(Items from a dataset)
══════════
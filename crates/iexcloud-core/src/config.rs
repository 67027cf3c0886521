use thiserror::Error;

pub const SECRET_KEY_VAR: &str = "IEX_SECRET_KEY";
pub const PUBLISHABLE_KEY_VAR: &str = "IEX_PUBLISHABLE_KEY";
pub const SANDBOX_VAR: &str = "IEX_SANDBOX";

#[derive(Debug, Error, Clone, PartialEq, Eq)]
pub enum ConfigError {
    #[error("environment variable {name} is not set")]
    MissingVar { name: &'static str },
    #[error("environment variable {name} must be a boolean, got '{value}'")]
    InvalidBool { name: &'static str, value: String },
}

/// Credentials and host selection for [`IexClient`](crate::IexClient).
///
/// Keys are never logged or included in error messages.
#[derive(Clone, PartialEq, Eq)]
pub struct ClientConfig {
    pub secret_key: String,
    pub publishable_key: Option<String>,
    pub sandbox: bool,
}

impl ClientConfig {
    pub fn new(secret_key: impl Into<String>, sandbox: bool) -> Self {
        Self {
            secret_key: secret_key.into(),
            publishable_key: None,
            sandbox,
        }
    }

    /// Reads `IEX_SECRET_KEY` (required), `IEX_PUBLISHABLE_KEY` and
    /// `IEX_SANDBOX` from the process environment.
    pub fn from_env() -> Result<Self, ConfigError> {
        Self::from_lookup(|name| std::env::var(name).ok())
    }

    fn from_lookup<F>(lookup: F) -> Result<Self, ConfigError>
    where
        F: Fn(&str) -> Option<String>,
    {
        let secret_key = lookup(SECRET_KEY_VAR)
            .filter(|value| !value.trim().is_empty())
            .ok_or(ConfigError::MissingVar {
                name: SECRET_KEY_VAR,
            })?;
        let publishable_key = lookup(PUBLISHABLE_KEY_VAR).filter(|value| !value.trim().is_empty());
        let sandbox = match lookup(SANDBOX_VAR) {
            Some(value) => parse_bool(SANDBOX_VAR, &value)?,
            None => false,
        };

        Ok(Self {
            secret_key,
            publishable_key,
            sandbox,
        })
    }
}

impl std::fmt::Debug for ClientConfig {
    fn fmt(&self, f: &mut std::fmt::Formatter<'_>) -> std::fmt::Result {
        f.debug_struct("ClientConfig")
            .field("secret_key", &"<redacted>")
            .field(
                "publishable_key",
                &self.publishable_key.as_ref().map(|_| "<redacted>"),
            )
            .field("sandbox", &self.sandbox)
            .finish()
    }
}

fn parse_bool(name: &'static str, value: &str) -> Result<bool, ConfigError> {
    match value.trim().to_ascii_lowercase().as_str() {
        "" | "0" | "false" | "no" | "off" => Ok(false),
        "1" | "true" | "yes" | "on" => Ok(true),
        _ => Err(ConfigError::InvalidBool {
            name,
            value: value.to_owned(),
        }),
    }
}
══════════
# TASK OBJECTIVE
Every line above should be transcribed exactly.

# RESULT
filename crates/iexcloud-core/src/config.rs
repository 67027cf3c0886521
use thiserror::Error;

pub const SECRET_KEY_VAR: &str = "IEX_SECRET_KEY";
pub const PUBLISHABLE_KEY_VAR: &str = "IEX_PUBLISHABLE_KEY";
pub const SANDBOX_VAR: &str = "IEX_SANDBOX";

#[derive(Debug, Error, Clone, PartialEq, Eq)]
pub enum ConfigError {
    #[error("environment variable {name} is not set")]
    MissingVar { name: &'static str },
    #[error("environment variable {name} must be a boolean, got '{value}'")]
    InvalidBool { name: &'static str, value: String },
}

/// Credentials and host selection for [`IexClient`](crate::IexClient).
///
/// Keys are never logged or included in error messages.
#[derive(Clone, PartialEq, Eq)]
pub struct ClientConfig {
    pub secret_key: String,
    pub publishable_key: Option<String>,
    pub sandbox: bool,
}

impl ClientConfig {
    pub fn new(secret_key: impl Into<String>, sandbox: bool) -> Self {
        Self {
            secret_key: secret_key.into(),
            publishable_key: None,
            sandbox,
        }
    }

    /// Reads `IEX_SECRET_KEY` (required), `IEX_PUBLISHABLE_KEY` and
    /// `IEX_SANDBOX` from the process environment.
    pub fn from_env() -> Result<Self, ConfigError> {
        Self::from_lookup(|name| std::env::var(name).ok())
    }

    fn from_lookup<F>(lookup: F) -> Result<Self, ConfigError>
    where
        F: Fn(&str) -> Option<String>,
    {
        let secret_key = lookup(SECRET_KEY_VAR)
            .filter(|value| !value.trim().is_empty())
            .ok_or(ConfigError::MissingVar {
                name: SECRET_KEY_VAR,
            })?;
        let publishable_key = lookup(PUBLISHABLE_KEY_VAR).filter(|value| !value.trim().is_empty());
        let sandbox = match lookup(SANDBOX_VAR) {
            Some(value) => parse_bool(SANDBOX_VAR, &value)?,
            None => false,
        };

        Ok(Self {
            secret_key,
            publishable_key,
            sandbox,
        })
    }
}

impl std::fmt::Debug for ClientConfig {
    fn fmt(&self, f: &mut std::fmt::Formatter<'_>) -> std::fmt::Result {
        f.debug_struct("ClientConfig")
            .field("secret_key", &"<redacted>")
            .field(
                "publishable_key",
                &self.publishable_key.as_ref().map(|_| "<redacted>"),
            )
            .field("sandbox", &self.sandbox)
            .finish()
    }
}

fn parse_bool(name: &'static str, value: &str) -> Result<bool, ConfigError> {
    match value.trim().to_ascii_lowercase().as_str() {
        "" | "0" | "false" | "no" | "off" => Ok(false),
        "1" | "true" | "yes" | "on" => Ok(true),
        _ => Err(ConfigError::InvalidBool {
            name,
            value: value.to_owned(),
        }),
    }
}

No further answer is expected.